# Thread Transport



## Samoniec (30. Dez 2010)

Hallo habe mal eine Frage zu einer Idee:

Ausgangssituation:
Zwei Server, auf diese werden Aufgaben verteilt. Jede Aufgabe befindet sich in einem eigenen Thread.

Frage / Idee:
Ist es möglich einen kompletten Thread sozusagen zu packen über TCP oder UDP an den zweiten server zus chicken?
Und kann dieser ihn einfach entpacken und wieder starten, bzw weiterlaufen lassen?

Das Ganze soll eine dynamische Lastverteilung ermöglichen. 
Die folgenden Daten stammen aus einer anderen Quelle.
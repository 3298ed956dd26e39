//! Cancelable, reschedulable deferred tasks keyed by id.
//!
//! Time is passed in explicitly; nothing here reads a clock. The owner calls
//! [`DeferredTasks::poll`] to collect tasks whose quiet period has elapsed.

use std::collections::HashMap;
use std::hash::Hash;
use std::time::{Duration, Instant};

#[derive(Debug, Clone)]
struct Pending<T> {
    due: Instant,
    task: T,
}

/// Per-key debounced tasks.
#[derive(Debug, Clone)]
pub struct DeferredTasks<K, T> {
    delay: Duration,
    pending: HashMap<K, Pending<T>>,
}

impl<K: Eq + Hash + Clone, T> DeferredTasks<K, T> {
    pub fn new(delay: Duration) -> Self {
        Self { delay, pending: HashMap::new() }
    }

    /// Schedule `task` under `key`, replacing any pending task for that key.
    pub fn schedule(&mut self, key: K, task: T, now: Instant) {
        self.pending.insert(key, Pending { due: now + self.delay, task });
    }

    /// Push back the deadline of a pending task, keeping the task itself.
    /// Returns false if nothing is pending under `key`.
    pub fn reschedule(&mut self, key: &K, now: Instant) -> bool {
        match self.pending.get_mut(key) {
            Some(pending) => {
                pending.due = now + self.delay;
                true
            }
            None => false,
        }
    }

    pub fn cancel(&mut self, key: &K) -> Option<T> {
        self.pending.remove(key).map(|p| p.task)
    }

    /// Drop every pending task without running it. Returns how many were dropped.
    pub fn cancel_all(&mut self) -> usize {
        let count = self.pending.len();
        self.pending.clear();
        count
    }

    /// Remove and return every pending task, earliest deadline first.
    pub fn drain(&mut self) -> Vec<(K, T)> {
        let mut all: Vec<(K, Pending<T>)> = self.pending.drain().collect();
        all.sort_by_key(|(_, p)| p.due);
        all.into_iter().map(|(k, p)| (k, p.task)).collect()
    }

    /// Remove and return the tasks due at `now`, earliest deadline first.
    pub fn poll(&mut self, now: Instant) -> Vec<(K, T)> {
        let due: Vec<K> = self.pending.iter().filter(|(_, p)| p.due <= now).map(|(k, _)| k.clone()).collect();
        let mut fired: Vec<(K, Pending<T>)> =
            due.into_iter().filter_map(|k| self.pending.remove(&k).map(|p| (k, p))).collect();
        fired.sort_by_key(|(_, p)| p.due);
        fired.into_iter().map(|(k, p)| (k, p.task)).collect()
    }

    /// Remove and return the pending tasks matching `take`, due or not,
    /// earliest deadline first.
    pub fn take_where(&mut self, mut take: impl FnMut(&K, &T) -> bool) -> Vec<(K, T)> {
        let keys: Vec<K> = self.pending.iter().filter(|(k, p)| take(*k, &p.task)).map(|(k, _)| k.clone()).collect();
        let mut taken: Vec<(K, Pending<T>)> =
            keys.into_iter().filter_map(|k| self.pending.remove(&k).map(|p| (k, p))).collect();
        taken.sort_by_key(|(_, p)| p.due);
        taken.into_iter().map(|(k, p)| (k, p.task)).collect()
    }

    pub fn is_pending(&self, key: &K) -> bool {
        self.pending.contains_key(key)
    }

    pub fn next_due(&self) -> Option<Instant> {
        self.pending.values().map(|p| p.due).min()
    }

    pub fn len(&self) -> usize {
        self.pending.len()
    }

    pub fn is_empty(&self) -> bool {
        self.pending.is_empty()
    }
}

#[cfg(test)]
mod tests {
    use super::*;

    const DELAY: Duration = Duration::from_millis(500);

    #[test]
    fn test_fires_after_quiet_period() {
        let start = Instant::now();
        let mut tasks = DeferredTasks::new(DELAY);
        tasks.schedule("a", 1, start);
        assert!(tasks.poll(start + Duration::from_millis(499)).is_empty());
        assert_eq!(tasks.poll(start + DELAY), vec![("a", 1)]);
        assert!(tasks.is_empty());
    }

    #[test]
    fn test_reschedule_keeps_task_and_extends_deadline() {
        let start = Instant::now();
        let mut tasks = DeferredTasks::new(DELAY);
        tasks.schedule("a", 1, start);
        assert!(tasks.reschedule(&"a", start + Duration::from_millis(400)));
        assert_eq!(tasks.next_due(), Some(start + Duration::from_millis(900)));
        assert!(tasks.poll(start + DELAY).is_empty());
        assert!(tasks.is_pending(&"a"));
        assert_eq!(tasks.poll(start + Duration::from_millis(900)), vec![("a", 1)]);
        assert!(!tasks.reschedule(&"a", start));
    }

    #[test]
    fn test_cancel_all_prevents_firing() {
        let start = Instant::now();
        let mut tasks = DeferredTasks::new(DELAY);
        tasks.schedule(1u32, "x", start);
        tasks.schedule(2u32, "y", start);
        assert_eq!(tasks.cancel_all(), 2);
        assert!(tasks.poll(start + DELAY * 2).is_empty());
    }

    #[test]
    fn test_take_where_ignores_deadline() {
        let start = Instant::now();
        let mut tasks = DeferredTasks::new(DELAY);
        tasks.schedule("keep", 1, start);
        tasks.schedule("take", 2, start + Duration::from_secs(10));
        assert_eq!(tasks.take_where(|_, t| *t == 2), vec![("take", 2)]);
        assert!(tasks.is_pending(&"keep"));
        assert_eq!(tasks.len(), 1);
    }

    #[test]
    fn test_poll_orders_by_deadline() {
        let start = Instant::now();
        let mut tasks = DeferredTasks::new(DELAY);
        tasks.schedule("late", 2, start + Duration::from_millis(100));
        tasks.schedule("early", 1, start);
        let fired: Vec<i32> = tasks.poll(start + DELAY * 2).into_iter().map(|(_, t)| t).collect();
        assert_eq!(fired, vec![1, 2]);
    }
}
//! Connections between two board entities.

use crate::elements::{SerializableColor, StrokeStyle};
use crate::selection::{EntityKind, EntityRef};
use serde::{Deserialize, Serialize};
use uuid::Uuid;

/// Unique identifier for connections.
pub type ConnectionId = Uuid;

/// Optional line style of a connection.
#[derive(Debug, Clone, PartialEq, Serialize, Deserialize)]
#[serde(rename_all = "camelCase")]
pub struct ConnectionStyle {
    pub color: SerializableColor,
    pub width: f64,
    #[serde(default)]
    pub stroke_style: StrokeStyle,
}

impl Default for ConnectionStyle {
    fn default() -> Self {
        Self {
            color: SerializableColor::new(100, 116, 139, 255),
            width: 2.0,
            stroke_style: StrokeStyle::Dashed,
        }
    }
}

/// A link between a source and a target entity.
///
/// Never connects an entity to itself; at most one connection exists per
/// unordered endpoint pair.
#[derive(Debug, Clone, PartialEq, Serialize, Deserialize)]
#[serde(rename_all = "camelCase")]
pub struct Connection {
    pub id: ConnectionId,
    pub source_id: Uuid,
    pub source_type: EntityKind,
    pub target_id: Uuid,
    pub target_type: EntityKind,
    #[serde(default, skip_serializing_if = "Option::is_none")]
    pub style: Option<ConnectionStyle>,
    #[serde(default, skip_serializing_if = "Option::is_none")]
    pub label: Option<String>,
}

impl Connection {
    pub fn new(source: EntityRef, target: EntityRef) -> Self {
        Self {
            id: Uuid::new_v4(),
            source_id: source.id,
            source_type: source.kind,
            target_id: target.id,
            target_type: target.kind,
            style: None,
            label: None,
        }
    }

    pub fn source(&self) -> EntityRef {
        EntityRef::new(self.source_type, self.source_id)
    }

    pub fn target(&self) -> EntityRef {
        EntityRef::new(self.target_type, self.target_id)
    }

    pub fn involves(&self, id: Uuid) -> bool {
        self.source_id == id || self.target_id == id
    }

    /// Whether this connection joins `a` and `b`, in either direction.
    pub fn joins(&self, a: Uuid, b: Uuid) -> bool {
        (self.source_id == a && self.target_id == b) || (self.source_id == b && self.target_id == a)
    }
}

#[cfg(test)]
mod tests {
    use super::*;

    #[test]
    fn test_joins_is_unordered() {
        let a = EntityRef::element(Uuid::new_v4());
        let b = EntityRef::widget(Uuid::new_v4());
        let conn = Connection::new(a, b);
        assert!(conn.joins(a.id, b.id));
        assert!(conn.joins(b.id, a.id));
        assert!(!conn.joins(a.id, a.id));
        assert_eq!(conn.target(), b);
    }

    #[test]
    fn test_serialized_field_names() {
        let conn = Connection::new(EntityRef::element(Uuid::new_v4()), EntityRef::widget(Uuid::new_v4()));
        let json = serde_json::to_value(&conn).unwrap();
        assert_eq!(json["sourceType"], "element");
        assert_eq!(json["targetType"], "widget");
    }
}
Welche Möglichleiten gibt es für solch einen Ansatz?


----------



## tuxedo (30. Dez 2010)

AFAIK lassen sich Threads nicht in andere JVM-Instanzen "teleportieren". Du könntest aber den Task (das Runnable-Objekt), den der Thread bearbeitet etwas abstrahieren und es so ermöglichen, dass man den Task an beliebiger Stelle anhalten und speichern kann, so dass ein anderer Thread, sei es in der gleichen JVM oder in einer anderen auf einem anderen Rechner, den Task weiter bearbeiten kann.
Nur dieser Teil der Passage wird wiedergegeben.